Friendship Minute – Requesting Submissions!

Do you want to participate in the Friendship Minute at Sunday Services? This is an opportunity to share who you are with the congregation, and to help form friendship connections and build fellowship at the UUCS. The one-minute limit is rigorously enforced (big hook awaiting you in the wings). These will begin being a part of the service at the end of January 2019.

Stage fright? Have someone read it for you. The subject matter is one of two areas: 1) Share an activity that you are currently doing, e.g., quilting, banjo, training cats, that may be of interest to others, or 2) share something bold that you once did, and feel good about. You get to define your own boldness, even if it might not be bold for someone else.

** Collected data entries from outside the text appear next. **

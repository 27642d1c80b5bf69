use anyhow::{Context, Result};
use async_nats::Client;
use futures::stream::{BoxStream, StreamExt};
use tokio::sync::mpsc;
use tokio::task::JoinHandle;
use tracing::{debug, info, warn};

use super::messages::{decode_room_message, subjects, JoinAnnouncement, LeaveAnnouncement};
use crate::room::credential::decode_claims;
use crate::room::transport::{DisconnectReason, RoomConnection, RoomEvent, RoomTransport};

const EVENT_BUFFER: usize = 256;

/// Room transport over a NATS bridge.
///
/// The credential's claims name the room and the local identity; the bridge
/// verifies the token carried in the join announcement.
#[derive(Debug, Clone, Default)]
pub struct NatsRoomTransport;

impl NatsRoomTransport {
    pub fn new() -> Self {
        Self
    }
}

#[async_trait::async_trait]
impl RoomTransport for NatsRoomTransport {
    async fn connect(&self, url: &str, token: &str) -> Result<Box<dyn RoomConnection>> {
        let claims = decode_claims(token).context("Unreadable room credential")?;

        info!("Connecting to NATS at {}", url);

        let client = async_nats::connect(url)
            .await
            .context("Failed to connect to NATS")?;

        info!("Connected to NATS successfully");

        let connection = NatsRoomConnection {
            client,
            room: claims.video.room,
            identity: claims.sub,
            name: claims.name,
            forwarder: None,
            left: false,
        };
        connection.announce_join(token).await?;

        Ok(Box::new(connection))
    }
}

pub struct NatsRoomConnection {
    client: Client,
    room: String,
    identity: String,
    name: String,
    forwarder: Option<JoinHandle<()>>,
    left: bool,
}

impl NatsRoomConnection {
    async fn announce_join(&self, token: &str) -> Result<()> {
        let message = JoinAnnouncement {
            room: self.room.clone(),
            identity: self.identity.clone(),
            name: self.name.clone(),
            token: token.to_string(),
            timestamp: chrono::Utc::now().to_rfc3339(),
        };
        let payload = serde_json::to_vec(&message)?;

        self.client
            .publish(subjects::join(&self.room), payload.into())
            .await
            .context("Failed to announce join")?;

        info!("Joined room {} as {}", self.room, self.identity);
        Ok(())
    }

    /// One subscription for the whole room, so events reach the client in
    /// publish order and a close never overtakes the text frames before it.
    async fn subscribe_room(&self, topic: &str) -> Result<BoxStream<'static, Option<RoomEvent>>> {
        let room = self.room.clone();
        let topic = topic.to_string();

        let subscriber = self
            .client
            .subscribe(subjects::all(&self.room))
            .await
            .context("Failed to subscribe to room")?;

        Ok(subscriber
            .map(move |m| decode_room_message(&room, &topic, &m.subject, &m.payload))
            .boxed())
    }
}

#[async_trait::async_trait]
impl RoomConnection for NatsRoomConnection {
    fn local_identity(&self) -> &str {
        &self.identity
    }

    fn room_name(&self) -> &str {
        &self.room
    }

    async fn subscribe_text_stream(&mut self, topic: &str) -> Result<mpsc::Receiver<RoomEvent>> {
        if let Some(previous) = self.forwarder.take() {
            previous.abort();
        }

        let mut events = self.subscribe_room(topic).await?;
        let (tx, rx) = mpsc::channel(EVENT_BUFFER);
        let room = self.room.clone();

        info!("Subscribed to {} in room {}", topic, room);

        self.forwarder = Some(tokio::spawn(async move {
            while let Some(item) = events.next().await {
                let Some(event) = item else { continue };
                let closed = matches!(event, RoomEvent::Disconnected(_));
                if tx.send(event).await.is_err() {
                    debug!("Room event receiver dropped for {}", room);
                    return;
                }
                if closed {
                    return;
                }
            }
            warn!("NATS subscription for room {} ended", room);
            let _ = tx
                .send(RoomEvent::Disconnected(DisconnectReason::ConnectionLost))
                .await;
        }));

        Ok(rx)
    }

    async fn disconnect(&mut self) -> Result<()> {
        if let Some(forwarder) = self.forwarder.take() {
            forwarder.abort();
        }
        if self.left {
            return Ok(());
        }
        self.left = true;

        let message = LeaveAnnouncement {
            room: self.room.clone(),
            identity: self.identity.clone(),
            timestamp: chrono::Utc::now().to_rfc3339(),
        };
        let payload = serde_json::to_vec(&message)?;
        self.client
            .publish(subjects::leave(&self.room), payload.into())
            .await
            .context("Failed to announce leave")?;
        self.client.flush().await.context("Failed to flush NATS")?;

        info!("Left room {}", self.room);
        Ok(())
    }
}

impl Drop for NatsRoomConnection {
    fn drop(&mut self) {
        if let Some(forwarder) = self.forwarder.take() {
            forwarder.abort();
        }
    }
}
use serde::Serialize;
use std::sync::Arc;
use tokio_util::sync::CancellationToken;
use tracing::{info, warn};

use crate::config::Config;
use crate::report::{PollPolicy, Readiness, ReportPoller, ReportSource, ReportView};
use crate::room::{CredentialProvider, LocalMedia, RoomTransport};
use crate::session::{
    Notice, SessionConfig, SessionContext, SessionEvent, SessionEvents, SessionMonitor,
    TerminationReason,
};

/// Where the client goes once the interview is over
#[derive(Debug, Clone, PartialEq, Eq, Serialize)]
pub struct Navigation {
    pub session_id: String,
    pub report_ready: bool,
    /// Shown as a banner on the report view
    pub notice: Option<Notice>,
}

/// Drives one interview from credential issuance to report navigation
pub struct InterviewOrchestrator {
    credentials: Arc<dyn CredentialProvider>,
    transport: Arc<dyn RoomTransport>,
    reports: Arc<dyn ReportSource>,
    session_config: SessionConfig,
    poll_policy: PollPolicy,
}

impl InterviewOrchestrator {
    pub fn new(
        credentials: Arc<dyn CredentialProvider>,
        transport: Arc<dyn RoomTransport>,
        reports: Arc<dyn ReportSource>,
        session_config: SessionConfig,
        poll_policy: PollPolicy,
    ) -> Self {
        Self {
            credentials,
            transport,
            reports,
            session_config,
            poll_policy,
        }
    }

    pub fn from_config(
        cfg: &Config,
        credentials: Arc<dyn CredentialProvider>,
        transport: Arc<dyn RoomTransport>,
        reports: Arc<dyn ReportSource>,
    ) -> Self {
        Self::new(
            credentials,
            transport,
            reports,
            SessionConfig::from_config(cfg),
            PollPolicy::from_config(&cfg.report),
        )
    }

    /// Obtain a credential and build the monitor for this session.
    ///
    /// Returns `None` after switching the context to text mode when no usable
    /// credential could be obtained.
    pub async fn prepare(
        &self,
        ctx: &mut SessionContext,
        participant_name: &str,
        media: Box<dyn LocalMedia>,
    ) -> Option<(SessionMonitor, SessionEvents)> {
        let session_id = ctx.session().session_id.clone();

        let credential = match self.credentials.issue(&session_id, participant_name).await {
            Ok(c) => c,
            Err(e) => {
                warn!("No room credential for session {}: {}", session_id, e);
                ctx.degrade_to_text(&e.to_string());
                return None;
            }
        };

        if credential.room_name != ctx.session().room_name {
            let reason = format!(
                "credential names room {}, session expects {}",
                credential.room_name,
                ctx.session().room_name
            );
            warn!("{}", reason);
            ctx.degrade_to_text(&reason);
            return None;
        }

        Some(SessionMonitor::new(
            credential,
            Arc::clone(&self.transport),
            media,
            self.session_config.clone(),
        ))
    }

    /// Fold monitor events into the context until the session terminates
    pub async fn follow(
        &self,
        ctx: &mut SessionContext,
        events: &mut SessionEvents,
    ) -> Option<TerminationReason> {
        while let Some(event) = events.next().await {
            ctx.apply(&event);
            if let SessionEvent::Terminated(reason) = event {
                return Some(reason);
            }
        }
        warn!("Session event stream closed before termination");
        None
    }

    /// Wait for the report and decide where to navigate.
    ///
    /// Returns `None` when cancelled; the caller has moved on.
    pub async fn finish(
        &self,
        ctx: &mut SessionContext,
        cancel: &CancellationToken,
    ) -> Option<Navigation> {
        let session_id = ctx.session().session_id.clone();
        let poller = ReportPoller::new(Arc::clone(&self.reports), self.poll_policy);
        let result = poller.wait_for_report(&session_id, cancel).await;

        if let Some(record) = &result.last_record {
            ctx.progress_mut().apply_record(record);
        }

        let navigation = match result.readiness {
            Readiness::Cancelled => return None,
            Readiness::Ready(summary) => {
                ctx.record_report(ReportView::Final(summary));
                Navigation {
                    session_id,
                    report_ready: true,
                    notice: None,
                }
            }
            Readiness::NotReady(view) => {
                ctx.record_report(view);
                ctx.push_notice(Notice::PartialReport);
                Navigation {
                    session_id,
                    report_ready: false,
                    notice: Some(Notice::PartialReport),
                }
            }
        };

        info!(
            "Navigating to report for session {} (ready={})",
            navigation.session_id, navigation.report_ready
        );
        Some(navigation)
    }

    /// Full voice session: join, follow until termination, then poll.
    ///
    /// Falls through to polling in text mode when the room is unavailable.
    /// `leave` ends the room session and still polls for the report;
    /// `cancel` ends the room session and skips navigation.
    pub async fn run(
        &self,
        ctx: &mut SessionContext,
        participant_name: &str,
        media: Box<dyn LocalMedia>,
        leave: &CancellationToken,
        cancel: &CancellationToken,
    ) -> Option<Navigation> {
        if let Some((monitor, mut events)) = self.prepare(ctx, participant_name, media).await {
            let monitor = Arc::new(monitor);
            let leave_watch = {
                let monitor = Arc::clone(&monitor);
                let leave = leave.clone();
                let cancel = cancel.clone();
                tokio::spawn(async move {
                    tokio::select! {
                        _ = leave.cancelled() => {}
                        _ = cancel.cancelled() => {}
                    }
                    monitor.request_leave().await;
                })
            };

            monitor.connect().await;
            self.follow(ctx, &mut events).await;
            leave_watch.abort();
        }

        if cancel.is_cancelled() {
            return None;
        }
        self.finish(ctx, cancel).await
    }
}
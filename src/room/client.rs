use serde::{Deserialize, Serialize};
use tracing::{info, warn};

use super::credential::{AccessIssuer, RoomCredential};
use super::naming;
use crate::error::{OrchestratorError, Result};

/// Body of `POST /livekit/token`
#[derive(Debug, Clone, Serialize, Deserialize)]
pub struct TokenRequest {
    #[serde(alias = "sessionId")]
    pub session_id: String,
    #[serde(default, alias = "participantName")]
    pub participant_name: Option<String>,
}

/// Response of `POST /livekit/token`
#[derive(Debug, Clone, Serialize, Deserialize)]
pub struct TokenResponse {
    pub token: String,
    pub url: String,
    #[serde(alias = "roomName")]
    pub room_name: String,
}

impl From<RoomCredential> for TokenResponse {
    fn from(c: RoomCredential) -> Self {
        Self {
            token: c.token,
            url: c.url,
            room_name: c.room_name,
        }
    }
}

impl From<TokenResponse> for RoomCredential {
    fn from(r: TokenResponse) -> Self {
        Self {
            token: r.token,
            url: r.url,
            room_name: r.room_name,
        }
    }
}

/// Source of room credentials for a session join attempt
#[async_trait::async_trait]
pub trait CredentialProvider: Send + Sync {
    async fn issue(&self, session_id: &str, participant_name: &str) -> Result<RoomCredential>;
}

#[async_trait::async_trait]
impl CredentialProvider for AccessIssuer {
    async fn issue(&self, session_id: &str, participant_name: &str) -> Result<RoomCredential> {
        AccessIssuer::issue(self, session_id, participant_name)
    }
}

/// Calls a remote credential issuance endpoint
#[derive(Debug, Clone)]
pub struct HttpCredentialClient {
    http: reqwest::Client,
    base_url: String,
    room_prefix: String,
}

impl HttpCredentialClient {
    pub fn new(base_url: impl Into<String>, room_prefix: impl Into<String>) -> Self {
        Self::with_client(reqwest::Client::new(), base_url, room_prefix)
    }

    pub fn with_client(
        http: reqwest::Client,
        base_url: impl Into<String>,
        room_prefix: impl Into<String>,
    ) -> Self {
        Self {
            http,
            base_url: base_url.into().trim_end_matches('/').to_string(),
            room_prefix: room_prefix.into(),
        }
    }
}

#[derive(Debug, Deserialize)]
struct ErrorBody {
    #[serde(default, alias = "error")]
    detail: Option<String>,
}

#[async_trait::async_trait]
impl CredentialProvider for HttpCredentialClient {
    async fn issue(&self, session_id: &str, participant_name: &str) -> Result<RoomCredential> {
        let url = format!("{}/livekit/token", self.base_url);
        let body = TokenRequest {
            session_id: session_id.to_string(),
            participant_name: Some(participant_name.to_string()),
        };

        let resp = self
            .http
            .post(&url)
            .json(&body)
            .send()
            .await
            .map_err(|e| OrchestratorError::Transport(format!("credential request failed: {}", e)))?;

        let status = resp.status();
        if !status.is_success() {
            let detail = resp
                .json::<ErrorBody>()
                .await
                .ok()
                .and_then(|b| b.detail)
                .unwrap_or_else(|| status.to_string());
            warn!("Credential endpoint refused session {}: {}", session_id, detail);
            return Err(OrchestratorError::Configuration(detail));
        }

        let token: TokenResponse = resp.json().await.map_err(|e| {
            OrchestratorError::Configuration(format!("undecodable credential response: {}", e))
        })?;

        let expected = naming::room_name(&self.room_prefix, session_id);
        if token.room_name != expected {
            warn!(
                "Credential endpoint returned room {} for session {}, expected {}",
                token.room_name, session_id, expected
            );
            return Err(OrchestratorError::Configuration(format!(
                "room name {} does not match dispatch pattern (expected {})",
                token.room_name, expected
            )));
        }

        info!("Received room credential for {}", token.room_name);
        Ok(token.into())
    }
}
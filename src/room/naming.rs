//! Naming conventions shared by the credential issuer, the transcript
//! classifier and the agent worker.
//!
//! The issuer's agent-name matcher and the worker's registered name must agree
//! exactly. A mismatch produces a room that no agent ever joins, and nothing
//! reports the failure, so all of the matching lives here.

use serde::{Deserialize, Serialize};

/// Namespace every interview room lives under; the dispatch rule is `interview-*`.
pub const DEFAULT_ROOM_PREFIX: &str = "interview-";

/// Identity prefix reserved for agent workers.
pub const AGENT_IDENTITY_PREFIX: &str = "agent-";

/// Prefix given to human identities that would otherwise look like an agent.
const HUMAN_IDENTITY_GUARD: &str = "candidate-";

/// Derive the room name for a session
pub fn room_name(prefix: &str, session_id: &str) -> String {
    format!("{}{}", prefix, session_id)
}

/// Recover the session id from a room name, as the worker does on join.
///
/// Rooms outside the namespace map to `"unknown"`.
pub fn session_id_from_room<'a>(prefix: &str, room: &'a str) -> &'a str {
    match room.strip_prefix(prefix) {
        Some(id) if !id.is_empty() => id,
        _ => "unknown",
    }
}

/// Participant identity for the human side of a session.
///
/// `agent_prefix` must be the prefix the transcript classifier treats as the
/// agent; it is compared case-insensitively, as the classifier does.
pub fn participant_identity(participant_name: &str, session_id: &str, agent_prefix: &str) -> String {
    let identity = format!("{}-{}", participant_name, session_id);
    let agent_prefix = agent_prefix.to_ascii_lowercase();
    if !agent_prefix.is_empty() && identity.to_ascii_lowercase().starts_with(&agent_prefix) {
        format!("{}{}", HUMAN_IDENTITY_GUARD, identity)
    } else {
        identity
    }
}

/// Room-name pattern the platform-side dispatch rule matches
#[derive(Debug, Clone, PartialEq, Eq)]
pub struct DispatchRule {
    pub room_prefix: String,
}

impl DispatchRule {
    pub fn new(room_prefix: impl Into<String>) -> Self {
        Self {
            room_prefix: room_prefix.into(),
        }
    }

    pub fn matches(&self, room: &str) -> bool {
        room.len() > self.room_prefix.len() && room.starts_with(&self.room_prefix)
    }
}

impl Default for DispatchRule {
    fn default() -> Self {
        Self::new(DEFAULT_ROOM_PREFIX)
    }
}

/// One entry of the dispatch instruction embedded in a room credential.
///
/// An empty `agent_name` selects the unnamed (automatically dispatched)
/// worker pool; a non-empty one selects only workers registered under that
/// exact name.
#[derive(Debug, Clone, PartialEq, Eq, Default, Serialize, Deserialize)]
#[serde(rename_all = "camelCase")]
pub struct AgentDispatch {
    #[serde(default)]
    pub agent_name: String,
    #[serde(default, skip_serializing_if = "String::is_empty")]
    pub metadata: String,
}

impl AgentDispatch {
    pub fn new(agent_name: impl Into<String>) -> Self {
        Self {
            agent_name: agent_name.into(),
            metadata: String::new(),
        }
    }

    pub fn is_wildcard(&self) -> bool {
        self.agent_name.is_empty()
    }
}

/// How an agent worker registered itself with the realtime platform
#[derive(Debug, Clone, PartialEq, Eq, Default)]
pub struct WorkerRegistration {
    pub agent_name: String,
}

impl WorkerRegistration {
    pub fn new(agent_name: impl Into<String>) -> Self {
        Self {
            agent_name: agent_name.into(),
        }
    }

    /// Whether this worker is invited by the given dispatch entry.
    ///
    /// Both empty, or identical non-empty strings. Nothing else matches: no
    /// case folding, no trimming.
    pub fn accepts(&self, dispatch: &AgentDispatch) -> bool {
        self.agent_name == dispatch.agent_name
    }
}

If interested, email one-minute’s worth of content (I will be timing it) and send to David Haber at haberd@wou.edu, or approach me at the UU.

Here is my own example of a Friendship Minute:

In the third grade my teacher asked us to tell the class who we admired the most.  Many of the girls chose an actress or singer; many of the boys chose their favorite Brooklyn Dodger baseball player.  I was the only one who chose a comedian.  The teacher said he was impressed with my originality.  He shouldn’t have been.  Most of the famous comedians in America in the early 50s were Jews from New York City, and many of those were from my very own borough, Brooklyn.

Fast forward to age 32.  I finished my graduate studies in Southern California and began my first professional job 3,000 miles away, at the University of South Florida.  I did not know a soul in Tampa.  I thought this was a good chance to start fresh and redefine myself. 

One month after I arrived, I found out that there would be a faculty talent show, to let students experience their professors in a non-threatening arena.  I volunteered, and I was the only one to do a 5-minute comedic routine.

No one laughed.  No one applauded at the end.  As I walked off the stage, however, I was filled with pride.  It was the boldest thing I had ever done—to this day as well.

Please approach me in Fellowship Hall, and I will tell you why, in 1976, I believe I was just ahead of my time.